Nothing in the records may be left out or altered; reproduce them all exactly.

Segment Start: Information provided

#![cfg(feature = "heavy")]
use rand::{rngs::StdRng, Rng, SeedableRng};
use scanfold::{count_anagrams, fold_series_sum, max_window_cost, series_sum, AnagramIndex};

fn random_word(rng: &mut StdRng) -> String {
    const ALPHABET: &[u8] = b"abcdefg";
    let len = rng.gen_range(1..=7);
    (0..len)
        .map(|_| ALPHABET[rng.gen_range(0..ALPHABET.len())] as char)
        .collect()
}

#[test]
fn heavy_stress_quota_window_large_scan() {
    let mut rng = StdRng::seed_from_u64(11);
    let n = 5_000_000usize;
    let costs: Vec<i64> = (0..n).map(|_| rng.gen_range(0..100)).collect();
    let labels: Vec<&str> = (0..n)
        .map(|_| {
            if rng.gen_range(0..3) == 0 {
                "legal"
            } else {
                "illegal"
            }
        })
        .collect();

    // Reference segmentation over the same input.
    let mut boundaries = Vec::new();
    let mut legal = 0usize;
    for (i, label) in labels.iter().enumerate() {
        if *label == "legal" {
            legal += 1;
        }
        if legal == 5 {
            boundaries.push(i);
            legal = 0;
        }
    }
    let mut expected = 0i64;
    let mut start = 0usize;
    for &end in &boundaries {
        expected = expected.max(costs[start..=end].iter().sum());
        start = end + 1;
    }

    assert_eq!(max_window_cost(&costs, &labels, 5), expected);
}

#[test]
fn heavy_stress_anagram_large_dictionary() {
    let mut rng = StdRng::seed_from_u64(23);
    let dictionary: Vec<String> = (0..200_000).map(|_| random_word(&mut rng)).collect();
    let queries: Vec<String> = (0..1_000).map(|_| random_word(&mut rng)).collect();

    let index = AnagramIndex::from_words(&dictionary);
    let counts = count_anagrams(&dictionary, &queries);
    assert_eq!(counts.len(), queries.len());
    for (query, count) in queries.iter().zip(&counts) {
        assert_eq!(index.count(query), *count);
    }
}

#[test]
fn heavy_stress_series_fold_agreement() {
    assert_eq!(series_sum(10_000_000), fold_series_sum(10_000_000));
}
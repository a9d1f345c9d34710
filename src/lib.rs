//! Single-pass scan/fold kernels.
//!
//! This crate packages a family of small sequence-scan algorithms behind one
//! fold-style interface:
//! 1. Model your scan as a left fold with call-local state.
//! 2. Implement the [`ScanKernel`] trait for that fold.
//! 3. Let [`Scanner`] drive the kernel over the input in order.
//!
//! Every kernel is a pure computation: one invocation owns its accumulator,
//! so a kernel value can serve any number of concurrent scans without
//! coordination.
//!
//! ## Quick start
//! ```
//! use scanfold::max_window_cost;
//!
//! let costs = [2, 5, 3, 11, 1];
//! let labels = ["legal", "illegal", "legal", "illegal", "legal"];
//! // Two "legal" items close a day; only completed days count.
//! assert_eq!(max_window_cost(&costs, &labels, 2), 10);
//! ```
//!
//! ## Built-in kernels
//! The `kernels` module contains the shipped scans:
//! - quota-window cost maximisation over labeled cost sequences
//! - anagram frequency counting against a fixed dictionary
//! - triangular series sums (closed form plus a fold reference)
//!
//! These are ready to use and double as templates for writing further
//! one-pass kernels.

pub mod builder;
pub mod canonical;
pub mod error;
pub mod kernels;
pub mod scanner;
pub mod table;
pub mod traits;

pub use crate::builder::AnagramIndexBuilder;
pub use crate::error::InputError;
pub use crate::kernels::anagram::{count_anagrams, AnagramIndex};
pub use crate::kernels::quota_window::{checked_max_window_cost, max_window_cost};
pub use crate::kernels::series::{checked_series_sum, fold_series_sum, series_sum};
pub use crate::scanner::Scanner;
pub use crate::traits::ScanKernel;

Segment End: Information provided

Answer box —
#![cfg(feature = "heavy")]
use rand::{rngs::StdRng, Rng, SeedableRng};
use scanfold::{count_anagrams, fold_series_sum, max_window_cost, series_sum, AnagramIndex};

fn random_word(rng: &mut StdRng) -> String {
    const ALPHABET: &[u8] = b"abcdefg";
    let len = rng.gen_range(1..=7);
    (0..len)
        .map(|_| ALPHABET[rng.gen_range(0..ALPHABET.len())] as char)
        .collect()
}

#[test]
fn heavy_stress_quota_window_large_scan() {
    let mut rng = StdRng::seed_from_u64(11);
    let n = 5_000_000usize;
    let costs: Vec<i64> = (0..n).map(|_| rng.gen_range(0..100)).collect();
    let labels: Vec<&str> = (0..n)
        .map(|_| {
            if rng.gen_range(0..3) == 0 {
                "legal"
            } else {
                "illegal"
            }
        })
        .collect();

    // Reference segmentation over the same input.
    let mut boundaries = Vec::new();
    let mut legal = 0usize;
    for (i, label) in labels.iter().enumerate() {
        if *label == "legal" {
            legal += 1;
        }
        if legal == 5 {
            boundaries.push(i);
            legal = 0;
        }
    }
    let mut expected = 0i64;
    let mut start = 0usize;
    for &end in &boundaries {
        expected = expected.max(costs[start..=end].iter().sum());
        start = end + 1;
    }

    assert_eq!(max_window_cost(&costs, &labels, 5), expected);
}

#[test]
fn heavy_stress_anagram_large_dictionary() {
    let mut rng = StdRng::seed_from_u64(23);
    let dictionary: Vec<String> = (0..200_000).map(|_| random_word(&mut rng)).collect();
    let queries: Vec<String> = (0..1_000).map(|_| random_word(&mut rng)).collect();

    let index = AnagramIndex::from_words(&dictionary);
    let counts = count_anagrams(&dictionary, &queries);
    assert_eq!(counts.len(), queries.len());
    for (query, count) in queries.iter().zip(&counts) {
        assert_eq!(index.count(query), *count);
    }
}

#[test]
fn heavy_stress_series_fold_agreement() {
    assert_eq!(series_sum(10_000_000), fold_series_sum(10_000_000));
}
repository a9d1f345c9d34710
filename src/lib.rs
//! Single-pass scan/fold kernels.
//!
//! This crate packages a family of small sequence-scan algorithms behind one
//! fold-style interface:
//! 1. Model your scan as a left fold with call-local state.
//! 2. Implement the [`ScanKernel`] trait for that fold.
//! 3. Let [`Scanner`] drive the kernel over the input in order.
//!
//! Every kernel is a pure computation: one invocation owns its accumulator,
//! so a kernel value can serve any number of concurrent scans without
//! coordination.
//!
//! ## Quick start
//! ```
//! use scanfold::max_window_cost;
//!
//! let costs = [2, 5, 3, 11, 1];
//! let labels = ["legal", "illegal", "legal", "illegal", "legal"];
//! // Two "legal" items close a day; only completed days count.
//! assert_eq!(max_window_cost(&costs, &labels, 2), 10);
//! ```
//!
//! ## Built-in kernels
//! The `kernels` module contains the shipped scans:
//! - quota-window cost maximisation over labeled cost sequences
//! - anagram frequency counting against a fixed dictionary
//! - triangular series sums (closed form plus a fold reference)
//!
//! These are ready to use and double as templates for writing further
//! one-pass kernels.

pub mod builder;
pub mod canonical;
pub mod error;
pub mod kernels;
pub mod scanner;
pub mod table;
pub mod traits;

pub use crate::builder::AnagramIndexBuilder;
pub use crate::error::InputError;
pub use crate::kernels::anagram::{count_anagrams, AnagramIndex};
pub use crate::kernels::quota_window::{checked_max_window_cost, max_window_cost};
pub use crate::kernels::series::{checked_series_sum, fold_series_sum, series_sum};
pub use crate::scanner::Scanner;
pub use crate::traits::ScanKernel;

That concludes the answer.